WHAT TO WORK ON - Where the records below show the word "SlotCatalogue" in a line, please copy that line.

MATERIAL FOR THIS EXERCISE -
============

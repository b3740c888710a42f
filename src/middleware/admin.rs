//! Middleware to restrict routes to admin profiles

use std::pin::Pin;
use std::task::{Context, Poll};

use axum::body::Body;
use axum::extract::Request;
use axum::response::{IntoResponse, Response};
use common::Error;
use tower::{Layer, Service};
use uuid::Uuid;

use crate::AppState;
use crate::session::Session;

/// Middleware layer that only lets requests from admin sessions through
///
/// Must run after the [`AuthLayer`](crate::middleware::AuthLayer)
#[derive(Clone)]
pub struct AdminLayer {
	state: AppState,
}

impl AdminLayer {
	#[must_use]
	pub fn new(state: AppState) -> Self { Self { state } }
}

impl<S> Layer<S> for AdminLayer {
	type Service = AdminMiddleware<S>;

	fn layer(&self, inner: S) -> Self::Service {
		AdminMiddleware { inner, state: self.state.clone() }
	}
}

#[derive(Clone)]
pub struct AdminMiddleware<S> {
	inner: S,
	state: AppState,
}

impl<S> Service<Request<Body>> for AdminMiddleware<S>
where
	S: Service<Request, Response = Response<Body>> + Clone + Send + 'static,
	S::Future: Send + 'static,
{
	type Error = S::Error;
	type Future = Pin<
		Box<
			dyn Future<Output = Result<Self::Response, Self::Error>>
				+ Send
				+ 'static,
		>,
	>;
	type Response = S::Response;

	fn poll_ready(
		&mut self,
		cx: &mut Context<'_>,
	) -> Poll<Result<(), Self::Error>> {
		self.inner.poll_ready(cx)
	}

	#[instrument(skip_all)]
	fn call(&mut self, req: Request<Body>) -> Self::Future {
		let cloned_inner = self.inner.clone();
		let mut inner = std::mem::replace(&mut self.inner, cloned_inner);

		let state = self.state.clone();

		Box::pin(async move {
			let Some(&session_id) = req.extensions().get::<Uuid>() else {
				debug!("session id not found in request extensions");

				return Ok(Error::Forbidden.into_response());
			};

			let mut r_conn = state.redis_connection;

			let session = match Session::get(session_id, &mut r_conn).await {
				Ok(Some(s)) => s,
				Ok(None) => return Ok(Error::Forbidden.into_response()),
				Err(e) => return Ok(e.into_response()),
			};

			if !session.data.profile_is_admin {
				debug!("profile {} is not an admin", session.data.profile_id);

				return Ok(Error::Forbidden.into_response());
			}

			inner.call(req).await
		})
	}
}
//! Rules for the life of a tour booking
//!
//! Everything in here is pure: callers hand in the current time through a
//! [`Clock`] and the bookings they loaded, and get back decisions. The model
//! crates are responsible for persisting those decisions.

mod availability;
mod clock;
mod error;
mod expiry;
mod slot;
mod status;

pub use availability::*;
pub use clock::*;
pub use error::*;
pub use expiry::*;
pub use slot::*;
pub use status::*;

use chrono::{NaiveDate, NaiveDateTime};
use db::BookingStatus;

/// Read access to the parts of a booking the lifecycle rules care about
pub trait BookingView {
	/// Id of the owning profile
	fn owner(&self) -> i32;
	fn date(&self) -> NaiveDate;
	fn time_slot(&self) -> &str;
	fn status(&self) -> BookingStatus;
	fn expires_at(&self) -> Option<NaiveDateTime>;
}

#[cfg(test)]
pub(crate) mod tests {
	use chrono::{NaiveDate, NaiveDateTime, TimeDelta};
	use db::BookingStatus;

	use crate::BookingView;

	#[derive(Clone, Debug)]
	pub(crate) struct TestBooking {
		pub(crate) owner:       i32,
		pub(crate) date:        NaiveDate,
		pub(crate) time_slot:   String,
		pub(crate) status:      BookingStatus,
		pub(crate) expires_at:  Option<NaiveDateTime>,
		pub(crate) reserved_at: NaiveDateTime,
	}

	impl TestBooking {
		/// A fresh hold on 2025-03-20 09:00, reserved the evening before
		pub(crate) fn reserved() -> Self {
			let reserved_at = NaiveDate::from_ymd_opt(2025, 3, 19)
				.unwrap()
				.and_hms_opt(18, 0, 0)
				.unwrap();

			Self {
				owner: 1,
				date: NaiveDate::from_ymd_opt(2025, 3, 20).unwrap(),
				time_slot: "09:00 - 10:00".to_string(),
				status: BookingStatus::SlotReserved,
				expires_at: Some(reserved_at + TimeDelta::minutes(15)),
				reserved_at,
			}
		}

		pub(crate) fn with_status(status: BookingStatus) -> Self {
			let reserved = Self::reserved();

			if status == BookingStatus::SlotReserved {
				return reserved;
			}

			Self { status, expires_at: None, ..reserved }
		}

		pub(crate) fn owned_by(self, owner: i32) -> Self { Self { owner, ..self } }

		pub(crate) fn in_slot(self, slot: &str) -> Self {
			Self { time_slot: slot.to_string(), ..self }
		}
	}

	impl BookingView for TestBooking {
		fn owner(&self) -> i32 { self.owner }

		fn date(&self) -> NaiveDate { self.date }

		fn time_slot(&self) -> &str { &self.time_slot }

		fn status(&self) -> BookingStatus { self.status }

		fn expires_at(&self) -> Option<NaiveDateTime> { self.expires_at }
	}
}
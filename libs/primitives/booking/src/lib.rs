#[macro_use]
extern crate tracing;

use chrono::{NaiveDate, NaiveDateTime};
use common::{DbConn, Error};
use db::{BookingStatus, booking};
use diesel::pg::Pg;
use diesel::prelude::*;
use lifecycle::BookingView;
use serde::{Deserialize, Serialize};
use uuid::Uuid;

#[derive(
	Clone, Debug, Deserialize, Identifiable, Queryable, Selectable, Serialize,
)]
#[diesel(table_name = booking)]
#[diesel(check_for_backend(Pg))]
pub struct PrimitiveBooking {
	pub id:         Uuid,
	pub profile_id: i32,
	pub date:       NaiveDate,
	pub time_slot:  String,
	pub group_size: i32,
	pub status:     BookingStatus,
	pub deposit:    i32,
	pub expires_at: Option<NaiveDateTime>,
	pub created_at: NaiveDateTime,
	pub updated_at: NaiveDateTime,
}

impl BookingView for PrimitiveBooking {
	fn owner(&self) -> i32 { self.profile_id }

	fn date(&self) -> NaiveDate { self.date }

	fn time_slot(&self) -> &str { &self.time_slot }

	fn status(&self) -> BookingStatus { self.status }

	fn expires_at(&self) -> Option<NaiveDateTime> { self.expires_at }
}

impl PrimitiveBooking {
	/// Get a [`PrimitiveBooking`] by its id
	#[instrument(skip(conn))]
	pub async fn get_by_id(b_id: Uuid, conn: &DbConn) -> Result<Self, Error> {
		let booking = conn
			.interact(move |conn| {
				use self::booking::dsl::*;

				booking.find(b_id).select(Self::as_select()).get_result(conn)
			})
			.await??;

		Ok(booking)
	}
}
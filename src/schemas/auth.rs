use std::sync::LazyLock;

use regex::Regex;
use serde::{Deserialize, Serialize};
use validator_derive::Validate;

static USERNAME_REGEX: LazyLock<Regex> =
	LazyLock::new(|| Regex::new(r"^[a-zA-Z][a-zA-Z0-9-_]*$").unwrap());

#[derive(Clone, Debug, Deserialize, Serialize, Validate)]
#[serde(rename_all = "camelCase")]
pub struct RegisterRequest {
	#[validate(regex(
		path = *USERNAME_REGEX,
		message = "username must start with a letter and only contain letters, numbers, dashes, or underscores",
		code = "username-regex"
	))]
	#[validate(length(
		min = 2,
		max = 32,
		message = "username must be between 2 and 32 characters long",
		code = "username-length"
	))]
	pub username: String,
	#[validate(length(
		min = 8,
		message = "password must be at least 8 characters long",
		code = "password-length"
	))]
	pub password: String,
	#[validate(email(message = "invalid email", code = "email"))]
	pub email:    String,
}

#[derive(Clone, Debug, Deserialize, Serialize)]
pub struct LoginRequest {
	pub username: String,
	pub password: String,
}
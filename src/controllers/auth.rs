//! Controllers for authorization

use axum::Json;
use axum::extract::State;
use axum::http::StatusCode;
use axum::response::NoContent;
use axum_extra::extract::PrivateCookieJar;
use axum_extra::extract::cookie::Cookie;
use common::{DbPool, Error, RedisConn};
use profile::{NewProfile, Profile};
use validator::Validate;

use crate::schemas::auth::{LoginRequest, RegisterRequest};
use crate::schemas::profile::ProfileResponse;
use crate::session::Session;
use crate::{Config, SharedClock};

/// Store a new session for `profile` and add its access token to the jar
async fn start_session(
	config: &Config,
	profile: &Profile,
	jar: PrivateCookieJar,
	r_conn: &mut RedisConn,
) -> Result<PrivateCookieJar, Error> {
	let session =
		Session::create(config.access_token_lifetime, &profile.profile, r_conn)
			.await?;

	let access_token_cookie = session.to_access_token_cookie(
		config.access_token_name.clone(),
		config.access_token_lifetime,
		config.production,
	);

	Ok(jar.add(access_token_cookie))
}

#[instrument(skip_all)]
pub(crate) async fn register_profile(
	State(pool): State<DbPool>,
	State(mut r_conn): State<RedisConn>,
	State(config): State<Config>,
	jar: PrivateCookieJar,
	Json(register_data): Json<RegisterRequest>,
) -> Result<(StatusCode, PrivateCookieJar, Json<ProfileResponse>), Error> {
	register_data.validate()?;

	let new_profile = NewProfile {
		username: register_data.username,
		password: register_data.password,
		email:    register_data.email,
	};

	let conn = pool.get().await?;
	let profile = new_profile.insert(&conn).await?;

	let jar = start_session(&config, &profile, jar, &mut r_conn).await?;

	info!(
		"registered new profile id: {} username: {}",
		profile.profile.id, profile.profile.username,
	);

	Ok((StatusCode::CREATED, jar, Json(profile.into())))
}

#[instrument(skip_all)]
pub(crate) async fn login_profile(
	State(pool): State<DbPool>,
	State(mut r_conn): State<RedisConn>,
	State(config): State<Config>,
	State(clock): State<SharedClock>,
	jar: PrivateCookieJar,
	Json(login_data): Json<LoginRequest>,
) -> Result<(PrivateCookieJar, NoContent), Error> {
	let conn = pool.get().await?;
	let profile = Profile::get_by_username(login_data.username, &conn).await?;

	profile.verify_password(&login_data.password)?;

	let jar = start_session(&config, &profile, jar, &mut r_conn).await?;

	let profile = profile.update_last_login(clock.now(), &conn).await?;

	info!("logged in profile {}", profile.profile.id);

	Ok((jar, NoContent))
}

#[instrument(skip(r_conn, config, jar))]
pub(crate) async fn logout_profile(
	State(mut r_conn): State<RedisConn>,
	State(config): State<Config>,
	session: Session,
	jar: PrivateCookieJar,
) -> Result<(PrivateCookieJar, NoContent), Error> {
	Session::delete(session.id, &mut r_conn).await?;

	let access_token = Cookie::build(config.access_token_name).path("/");
	let jar = jar.remove(access_token);

	info!("logged out profile {}", session.data.profile_id);

	Ok((jar, NoContent))
}
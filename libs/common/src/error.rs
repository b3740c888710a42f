//! Library-wide error types and [`From`] impls

use std::collections::HashMap;
use std::sync::LazyLock;

use axum::http::StatusCode;
use axum::response::{IntoResponse, Response};
use chrono::NaiveDate;
use db::{BookingStatus, UnknownBookingStatus};
use diesel::result::DatabaseErrorKind;
use lifecycle::{InputError, InvalidState, LifecycleError, ReservationConflict};
use thiserror::Error;

/// Top level application error, can be converted into a [`Response`]
#[derive(Debug, Error)]
pub enum Error {
	/// Duplicate resource created
	#[error("{0}")]
	Duplicate(String),
	/// Request/operation forbidden
	#[error("forbidden")]
	Forbidden,
	/// An error that should never happen
	#[error("{0}")]
	Infallible(String),
	/// Opaque internal server error
	#[error("internal server error")]
	InternalServerError,
	/// Resource not found
	#[error("not found - {0}")]
	NotFound(String),
	/// Any error related to logging in
	#[error(transparent)]
	LoginError(#[from] LoginError),
	/// Invalid or missing token
	#[error(transparent)]
	TokenError(#[from] TokenError),
	/// Any error related to reserving or moving a booking
	#[error(transparent)]
	BookingError(#[from] BookingError),
	/// Resource could not be validated
	#[error("{0}")]
	ValidationError(String),
}

impl Error {
	/// Return a unique identifying code for this error
	///
	/// When modifying this function the error code should only ever increase,
	/// an error code should never be reused once its assigned to avoid
	/// unexpectedly breaking clients
	fn code(&self) -> i32 {
		match self {
			Self::Duplicate(_) => 1,
			Self::Forbidden => 2,
			Self::Infallible(_) => 3,
			Self::InternalServerError => 4,
			Self::NotFound(_) => 5,
			Self::LoginError(e) => {
				match e {
					LoginError::UnknownUsername(_) => 6,
					LoginError::InvalidPassword => 7,
				}
			},
			Self::TokenError(e) => {
				match e {
					TokenError::MissingAccessToken => 8,
					TokenError::MissingSession => 9,
				}
			},
			Self::ValidationError(_) => 10,
			Self::BookingError(e) => {
				match e {
					BookingError::InvalidState { .. } => 11,
					BookingError::CapacityExceeded { .. } => 12,
					BookingError::DuplicateReservation => 13,
				}
			},
		}
	}

	/// Return additional information about the error
	fn info(&self) -> Option<String> {
		match self {
			Self::Duplicate(m)
			| Self::NotFound(m)
			| Self::LoginError(LoginError::UnknownUsername(m))
			| Self::ValidationError(m) => Some(m.to_owned()),
			Self::BookingError(e) => {
				match e {
					BookingError::InvalidState { current, requested } => {
						Some(
							serde_json::json!({
								"current": current,
								"requested": requested,
							})
							.to_string(),
						)
					},
					BookingError::CapacityExceeded { date, slot, capacity } => {
						Some(
							serde_json::json!({
								"date": date,
								"slot": slot,
								"capacity": capacity,
							})
							.to_string(),
						)
					},
					BookingError::DuplicateReservation => None,
				}
			},
			_ => None,
		}
	}
}

/// Convert an error into a [`Response`]
impl IntoResponse for Error {
	fn into_response(self) -> Response {
		error!("{self:?}");

		let message = self.to_string();

		let data = serde_json::json!({
			"message": message,
			"code": self.code(),
			"info": self.info(),
		});

		let status = match self {
			Self::Duplicate(_) | Self::BookingError(_) => StatusCode::CONFLICT,
			Self::InternalServerError | Self::Infallible(_) => {
				StatusCode::INTERNAL_SERVER_ERROR
			},
			Self::TokenError(_) => StatusCode::UNAUTHORIZED,
			Self::Forbidden | Self::LoginError(_) => StatusCode::FORBIDDEN,
			Self::NotFound(_) => StatusCode::NOT_FOUND,
			Self::ValidationError(_) => StatusCode::UNPROCESSABLE_ENTITY,
		};

		(status, axum::Json(data)).into_response()
	}
}

/// Any error related to logging in
#[derive(Debug, Error)]
pub enum LoginError {
	#[error("no profile with username '{0}' was found")]
	UnknownUsername(String),
	#[error("invalid password")]
	InvalidPassword,
}

/// Any error related to a token
#[derive(Debug, Error)]
pub enum TokenError {
	#[error("missing or invalid access token")]
	MissingAccessToken,
	#[error("missing session")]
	MissingSession,
}

/// Any error related to reserving a slot or moving a booking along its
/// lifecycle
#[derive(Debug, Error)]
pub enum BookingError {
	/// The requested status cannot be reached from the current one
	#[error("cannot move booking from {current} to {requested}")]
	InvalidState { current: BookingStatus, requested: BookingStatus },
	/// The slot has no places left
	#[error("time slot '{slot}' on {date} is fully booked")]
	CapacityExceeded { date: NaiveDate, slot: String, capacity: u32 },
	/// The profile already holds a booking for this slot
	#[error("you already hold a booking for this time slot")]
	DuplicateReservation,
}

/// A list of possible internal errors
///
/// API end users should never see these details
#[derive(Debug, Error)]
pub enum InternalServerError {
	/// Error executing some database operation
	#[error("database error -- {0:?}")]
	DatabaseError(diesel::result::Error),
	/// Error interacting with a database connection
	#[error("database interaction error -- {0:?}")]
	DatabaseInteractionError(deadpool_diesel::InteractError),
	/// Error hashing some value
	#[error("hash error -- {0:?}")]
	HashError(argon2::password_hash::Error),
	/// Error acquiring database pool connection
	#[error("database pool error -- {0:?}")]
	PoolError(deadpool_diesel::PoolError),
	/// Error executing some redis operation
	#[error("redis error -- {0:?}")]
	RedisError(redis::RedisError),
	/// Error related to `serde_json`
	#[error("serde_json error -- {0:?}")]
	SerdeJsonError(serde_json::Error),
	/// Attempted to extract a session from a request that has not been
	/// authorized
	#[error("attempted to extract session without checking authorization")]
	SessionWithoutAuthError,
}

// Map internal server errors to application errors
impl From<InternalServerError> for Error {
	fn from(value: InternalServerError) -> Self {
		error!("internal server error -- {value}");

		Self::InternalServerError
	}
}

impl From<InvalidState> for Error {
	fn from(value: InvalidState) -> Self {
		BookingError::InvalidState {
			current:   value.current,
			requested: value.requested,
		}
		.into()
	}
}

impl From<InputError> for Error {
	fn from(value: InputError) -> Self { Self::ValidationError(value.to_string()) }
}

impl From<ReservationConflict> for Error {
	fn from(value: ReservationConflict) -> Self {
		match value {
			ReservationConflict::AlreadyHeld => {
				BookingError::DuplicateReservation.into()
			},
			ReservationConflict::Full { date, slot, capacity } => {
				BookingError::CapacityExceeded { date, slot, capacity }.into()
			},
		}
	}
}

/// Map lifecycle rule violations to application errors
impl From<LifecycleError> for Error {
	fn from(value: LifecycleError) -> Self {
		match value {
			LifecycleError::InvalidState(e) => e.into(),
			LifecycleError::Input(e) => e.into(),
			LifecycleError::Conflict(e) => e.into(),
		}
	}
}

impl From<UnknownBookingStatus> for Error {
	fn from(value: UnknownBookingStatus) -> Self {
		Self::ValidationError(value.to_string())
	}
}

/// Map validation errors to application errors
impl From<validator::ValidationErrors> for Error {
	fn from(err: validator::ValidationErrors) -> Self {
		let errs = err.field_errors();
		let repr = errs
			.values()
			.map(|v| {
				v.iter()
					.map(ToString::to_string)
					.collect::<Vec<String>>()
					.join("\n")
			})
			.collect::<Vec<String>>()
			.join("\n");

		Self::ValidationError(repr)
	}
}

/// Map password hashing errors to application errors
impl From<argon2::password_hash::Error> for Error {
	fn from(err: argon2::password_hash::Error) -> Self {
		match err {
			argon2::password_hash::Error::Password => {
				LoginError::InvalidPassword.into()
			},
			_ => InternalServerError::HashError(err).into(),
		}
	}
}

/// Map database interaction errors to application errors
impl From<deadpool_diesel::InteractError> for Error {
	fn from(value: deadpool_diesel::InteractError) -> Self {
		InternalServerError::DatabaseInteractionError(value).into()
	}
}

/// What a violated unique constraint means for the caller
enum UniqueConstraint {
	Column(&'static str),
	ActiveBooking,
}

/// Map of constraint names to their meaning
static UNIQUE_CONSTRAINTS: LazyLock<HashMap<&str, UniqueConstraint>> =
	LazyLock::new(|| {
		HashMap::from([
			("profile_username_key", UniqueConstraint::Column("username")),
			("profile_email_key", UniqueConstraint::Column("email")),
			("booking_active_owner_slot_key", UniqueConstraint::ActiveBooking),
		])
	});

/// Map database result errors to application errors.
impl From<diesel::result::Error> for Error {
	fn from(err: diesel::result::Error) -> Self {
		match &err {
			// No rows returned by query that expected at least one
			diesel::result::Error::NotFound => {
				Self::NotFound("no context provided".to_string())
			},
			// Unique constraint violation
			diesel::result::Error::DatabaseError(
				DatabaseErrorKind::UniqueViolation,
				info,
			) => {
				let constraint = info
					.constraint_name()
					.and_then(|name| UNIQUE_CONSTRAINTS.get(name));

				match constraint {
					Some(UniqueConstraint::Column(field)) => {
						Self::Duplicate(format!("{field} is already in use"))
					},
					Some(UniqueConstraint::ActiveBooking) => {
						BookingError::DuplicateReservation.into()
					},
					None => InternalServerError::DatabaseError(err).into(),
				}
			},
			// Foreign key or check constraint violation
			diesel::result::Error::DatabaseError(
				DatabaseErrorKind::ForeignKeyViolation
				| DatabaseErrorKind::CheckViolation,
				info,
			) => Error::ValidationError(info.message().to_string()),
			_ => InternalServerError::DatabaseError(err).into(),
		}
	}
}

impl From<deadpool_diesel::PoolError> for Error {
	fn from(value: deadpool_diesel::PoolError) -> Self {
		InternalServerError::PoolError(value).into()
	}
}

impl From<redis::RedisError> for Error {
	fn from(err: redis::RedisError) -> Self {
		InternalServerError::RedisError(err).into()
	}
}

impl From<serde_json::Error> for Error {
	fn from(err: serde_json::Error) -> Self {
		InternalServerError::SerdeJsonError(err).into()
	}
}
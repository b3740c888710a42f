use chrono::{NaiveDate, NaiveDateTime};
use db::BookingStatus;

use crate::{
	BookingView,
	ReservationConflict,
	SlotCatalogue,
	effective_status,
	occupies_slot,
};

/// Bookings in `slot` on `date` that still take up a place at `now`
fn occupants<'b, B: BookingView>(
	date: NaiveDate,
	slot: &'b str,
	bookings: &'b [B],
	now: NaiveDateTime,
) -> impl Iterator<Item = &'b B> {
	bookings.iter().filter(move |b| {
		b.date() == date && b.time_slot() == slot && occupies_slot(*b, now)
	})
}

/// Remaining capacity of a single slot, as seen by one viewer
#[derive(Clone, Debug, PartialEq, Eq)]
pub struct SlotAvailability {
	pub slot:                String,
	pub capacity:            u32,
	pub available:           u32,
	pub user_has_booking:    bool,
	pub user_booking_status: Option<BookingStatus>,
	/// Whether the viewer can pick this slot, either to reserve it or to
	/// carry on with a booking they already hold
	pub selectable:          bool,
}

/// Counts the places left in each slot of a day
#[derive(Clone, Copy, Debug)]
pub struct AvailabilityCalculator<'a> {
	catalogue: &'a SlotCatalogue,
	capacity:  u32,
}

impl<'a> AvailabilityCalculator<'a> {
	#[must_use]
	pub fn new(catalogue: &'a SlotCatalogue, capacity: u32) -> Self {
		Self { catalogue, capacity }
	}

	/// Availability of every slot in the catalogue on `date`
	///
	/// `bookings` may contain bookings of other dates and bookings that no
	/// longer occupy a place, both are ignored. Holds that lapsed before
	/// `now` are not counted even when they were never marked as expired.
	pub fn for_date<B: BookingView>(
		&self,
		date: NaiveDate,
		bookings: &[B],
		viewer: Option<i32>,
		now: NaiveDateTime,
	) -> Vec<SlotAvailability> {
		let past = date < now.date();

		self.catalogue
			.iter()
			.map(|slot| {
				let mut taken: u32 = 0;
				let mut own = None;

				for booking in occupants(date, slot, bookings, now) {
					taken += 1;

					if Some(booking.owner()) == viewer {
						own = Some(effective_status(booking, now));
					}
				}

				let available = self.capacity.saturating_sub(taken);

				SlotAvailability {
					slot: slot.to_string(),
					capacity: self.capacity,
					available,
					user_has_booking: own.is_some(),
					user_booking_status: own,
					selectable: !past && (available > 0 || own.is_some()),
				}
			})
			.collect()
	}
}

/// Check whether `owner` can take another place in `slot` on `date`, given
/// the bookings already made for that slot
///
/// # Errors
/// Fails if `owner` already occupies the slot, or if it is full
pub fn check_reservation<B: BookingView>(
	capacity: u32,
	date: NaiveDate,
	slot: &str,
	owner: i32,
	bookings: &[B],
	now: NaiveDateTime,
) -> Result<(), ReservationConflict> {
	let mut taken: u32 = 0;

	for booking in occupants(date, slot, bookings, now) {
		if booking.owner() == owner {
			return Err(ReservationConflict::AlreadyHeld);
		}

		taken += 1;
	}

	if taken >= capacity {
		return Err(ReservationConflict::Full {
			date,
			slot: slot.to_string(),
			capacity,
		});
	}

	Ok(())
}

#[cfg(test)]
mod tests {
	use chrono::TimeDelta;

	use super::*;
	use crate::tests::TestBooking;

	const SLOT: &str = "09:00 - 10:00";

	fn catalogue() -> SlotCatalogue {
		SlotCatalogue::new([SLOT, "10:00 - 11:00"])
	}

	#[test]
	fn counts_only_occupying_bookings() {
		let catalogue = catalogue();
		let calc = AvailabilityCalculator::new(&catalogue, 4);

		let reserved = TestBooking::reserved();
		let now = reserved.reserved_at + TimeDelta::minutes(1);
		let bookings = vec![
			reserved.clone().owned_by(1),
			TestBooking::with_status(BookingStatus::Confirmed).owned_by(2),
			TestBooking::with_status(BookingStatus::Cancelled).owned_by(3),
			TestBooking::with_status(BookingStatus::SlotExpired).owned_by(4),
			TestBooking::with_status(BookingStatus::Refunded).owned_by(5),
			TestBooking::with_status(BookingStatus::Paid)
				.owned_by(6)
				.in_slot("10:00 - 11:00"),
		];

		let slots = calc.for_date(reserved.date, &bookings, None, now);

		assert_eq!(slots.len(), 2);
		assert_eq!(slots[0].slot, SLOT);
		assert_eq!(slots[0].available, 2);
		assert_eq!(slots[1].available, 3);
		assert!(slots.iter().all(|s| !s.user_has_booking));
	}

	#[test]
	fn lapsed_hold_restores_capacity() {
		let catalogue = catalogue();
		let calc = AvailabilityCalculator::new(&catalogue, 1);

		let reserved = TestBooking::reserved().owned_by(1);
		let bookings = vec![reserved.clone()];

		let during = reserved.reserved_at + TimeDelta::minutes(14);
		let slots = calc.for_date(reserved.date, &bookings, None, during);
		assert_eq!(slots[0].available, 0);

		let after = reserved.reserved_at + TimeDelta::minutes(16);
		let slots = calc.for_date(reserved.date, &bookings, None, after);
		assert_eq!(slots[0].available, 1);
	}

	#[test]
	fn own_hold_stays_selectable_when_full() {
		let catalogue = catalogue();
		let calc = AvailabilityCalculator::new(&catalogue, 1);

		let reserved = TestBooking::reserved().owned_by(7);
		let now = reserved.reserved_at;
		let bookings = vec![reserved.clone()];

		let mine = &calc.for_date(reserved.date, &bookings, Some(7), now)[0];
		assert_eq!(mine.available, 0);
		assert!(mine.user_has_booking);
		assert_eq!(mine.user_booking_status, Some(BookingStatus::SlotReserved));
		assert!(mine.selectable);

		let theirs = &calc.for_date(reserved.date, &bookings, Some(8), now)[0];
		assert_eq!(theirs.available, 0);
		assert!(!theirs.user_has_booking);
		assert!(!theirs.selectable);
	}

	#[test]
	fn past_dates_report_capacity_but_are_not_selectable() {
		let catalogue = catalogue();
		let calc = AvailabilityCalculator::new(&catalogue, 3);

		let booking = TestBooking::with_status(BookingStatus::Completed);
		let now = booking.reserved_at + TimeDelta::days(5);

		let slots = calc.for_date(booking.date, &[booking], None, now);

		assert_eq!(slots[0].available, 2);
		assert!(slots.iter().all(|s| !s.selectable));
	}

	#[test]
	fn reservation_checks() {
		let first = TestBooking::reserved().owned_by(1);
		let now = first.reserved_at;
		let date = first.date;
		let mut bookings = vec![first];

		assert_eq!(
			check_reservation(2, date, SLOT, 1, &bookings, now),
			Err(ReservationConflict::AlreadyHeld)
		);
		assert_eq!(check_reservation(2, date, SLOT, 2, &bookings, now), Ok(()));

		bookings.push(TestBooking::reserved().owned_by(2));

		assert_eq!(
			check_reservation(2, date, SLOT, 3, &bookings, now),
			Err(ReservationConflict::Full {
				date,
				slot: SLOT.to_string(),
				capacity: 2,
			})
		);
	}

	#[test]
	fn available_never_underflows() {
		let catalogue = catalogue();
		let calc = AvailabilityCalculator::new(&catalogue, 1);

		let bookings = vec![
			TestBooking::with_status(BookingStatus::Confirmed).owned_by(1),
			TestBooking::with_status(BookingStatus::Paid).owned_by(2),
		];
		let now = bookings[0].reserved_at;

		let slots = calc.for_date(bookings[0].date, &bookings, None, now);

		assert_eq!(slots[0].available, 0);
	}
}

============

WRITTEN RESPONSE -
	SlotCatalogue,
	catalogue: &'a SlotCatalogue,
	pub fn new(catalogue: &'a SlotCatalogue, capacity: u32) -> Self {
	fn catalogue() -> SlotCatalogue {
		SlotCatalogue::new([SLOT, "10:00 - 11:00"])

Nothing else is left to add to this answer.